# WORK INSTRUCTIONS
Print the lines that run from the line with "channel's identity, spawns" to the line with "if self.config.pipe &&", keeping both end lines, exactly as they appear in the entries below, and nothing else.

*** Opening INFORMATION PROVIDED ***

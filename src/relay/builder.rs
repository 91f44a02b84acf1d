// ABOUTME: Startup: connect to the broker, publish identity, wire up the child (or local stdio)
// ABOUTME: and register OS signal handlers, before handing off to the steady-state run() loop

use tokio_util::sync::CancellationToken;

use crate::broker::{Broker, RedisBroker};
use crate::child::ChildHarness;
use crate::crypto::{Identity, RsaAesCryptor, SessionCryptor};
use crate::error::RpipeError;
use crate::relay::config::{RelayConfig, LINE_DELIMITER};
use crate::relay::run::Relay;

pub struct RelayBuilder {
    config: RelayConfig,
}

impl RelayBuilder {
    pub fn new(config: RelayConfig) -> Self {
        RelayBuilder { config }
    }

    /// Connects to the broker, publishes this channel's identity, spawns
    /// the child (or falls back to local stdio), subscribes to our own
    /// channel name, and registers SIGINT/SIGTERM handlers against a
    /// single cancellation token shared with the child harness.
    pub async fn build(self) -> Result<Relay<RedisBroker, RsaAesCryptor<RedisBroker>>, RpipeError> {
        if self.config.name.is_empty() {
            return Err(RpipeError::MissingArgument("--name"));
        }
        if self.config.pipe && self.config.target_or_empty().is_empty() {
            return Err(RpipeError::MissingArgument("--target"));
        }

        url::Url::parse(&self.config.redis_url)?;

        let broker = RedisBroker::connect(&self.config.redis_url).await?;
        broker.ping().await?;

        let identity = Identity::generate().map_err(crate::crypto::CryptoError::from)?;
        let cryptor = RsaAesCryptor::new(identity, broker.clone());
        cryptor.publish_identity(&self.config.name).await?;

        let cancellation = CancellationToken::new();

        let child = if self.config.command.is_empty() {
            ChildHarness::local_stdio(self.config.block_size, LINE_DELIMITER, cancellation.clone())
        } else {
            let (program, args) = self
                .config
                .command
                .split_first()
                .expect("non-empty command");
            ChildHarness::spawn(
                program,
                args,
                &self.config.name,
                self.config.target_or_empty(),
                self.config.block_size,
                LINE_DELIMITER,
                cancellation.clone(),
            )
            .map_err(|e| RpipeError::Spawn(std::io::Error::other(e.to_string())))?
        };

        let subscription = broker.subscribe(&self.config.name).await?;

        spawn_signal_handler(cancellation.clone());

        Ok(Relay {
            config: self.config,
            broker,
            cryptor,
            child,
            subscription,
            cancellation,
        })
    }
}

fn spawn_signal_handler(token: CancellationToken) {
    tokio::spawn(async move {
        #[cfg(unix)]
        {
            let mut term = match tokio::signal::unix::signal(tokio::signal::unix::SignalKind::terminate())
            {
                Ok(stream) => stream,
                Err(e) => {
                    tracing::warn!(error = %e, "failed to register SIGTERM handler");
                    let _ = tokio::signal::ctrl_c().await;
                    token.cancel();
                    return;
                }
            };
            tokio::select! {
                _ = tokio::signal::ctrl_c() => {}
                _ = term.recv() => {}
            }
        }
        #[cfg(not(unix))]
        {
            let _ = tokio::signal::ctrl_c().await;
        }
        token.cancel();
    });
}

*** Closing INFORMATION PROVIDED ***
*** Opening INFORMATION PROVIDED ***

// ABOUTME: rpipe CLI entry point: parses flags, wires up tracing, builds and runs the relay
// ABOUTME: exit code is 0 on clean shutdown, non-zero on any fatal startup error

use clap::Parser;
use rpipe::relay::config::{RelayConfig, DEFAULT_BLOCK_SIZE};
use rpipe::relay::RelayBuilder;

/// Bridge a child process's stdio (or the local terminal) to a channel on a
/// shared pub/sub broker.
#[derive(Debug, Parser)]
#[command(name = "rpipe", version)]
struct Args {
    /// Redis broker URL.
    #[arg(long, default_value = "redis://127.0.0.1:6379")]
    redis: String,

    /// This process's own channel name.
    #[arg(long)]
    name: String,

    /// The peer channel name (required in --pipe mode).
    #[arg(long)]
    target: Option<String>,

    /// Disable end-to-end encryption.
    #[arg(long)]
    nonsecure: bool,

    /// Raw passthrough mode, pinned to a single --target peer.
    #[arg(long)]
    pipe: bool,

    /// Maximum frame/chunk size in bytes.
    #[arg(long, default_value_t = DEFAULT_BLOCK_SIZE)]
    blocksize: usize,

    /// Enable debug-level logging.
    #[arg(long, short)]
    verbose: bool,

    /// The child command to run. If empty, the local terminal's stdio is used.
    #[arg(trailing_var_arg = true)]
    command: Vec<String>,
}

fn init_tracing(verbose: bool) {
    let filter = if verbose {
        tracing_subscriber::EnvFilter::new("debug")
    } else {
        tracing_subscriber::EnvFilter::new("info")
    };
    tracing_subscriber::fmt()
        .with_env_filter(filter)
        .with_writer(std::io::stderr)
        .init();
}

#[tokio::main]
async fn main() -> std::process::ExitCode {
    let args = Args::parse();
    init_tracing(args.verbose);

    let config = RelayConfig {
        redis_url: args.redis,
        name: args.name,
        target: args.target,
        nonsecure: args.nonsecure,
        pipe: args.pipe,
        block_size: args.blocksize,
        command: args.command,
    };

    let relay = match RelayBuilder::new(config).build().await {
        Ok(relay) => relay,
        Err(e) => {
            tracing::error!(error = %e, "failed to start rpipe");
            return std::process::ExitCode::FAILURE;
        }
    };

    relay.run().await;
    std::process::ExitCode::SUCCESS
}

*** Closing INFORMATION PROVIDED ***

# YOUR RESPONSE
    /// Connects to the broker, publishes this channel's identity, spawns
    /// the child (or falls back to local stdio), subscribes to our own
    /// channel name, and registers SIGINT/SIGTERM handlers against a
    /// single cancellation token shared with the child harness.
    pub async fn build(self) -> Result<Relay<RedisBroker, RsaAesCryptor<RedisBroker>>, RpipeError> {
        if self.config.name.is_empty() {
            return Err(RpipeError::MissingArgument("--name"));
        }
        if self.config.pipe && self.config.target_or_empty().is_empty() {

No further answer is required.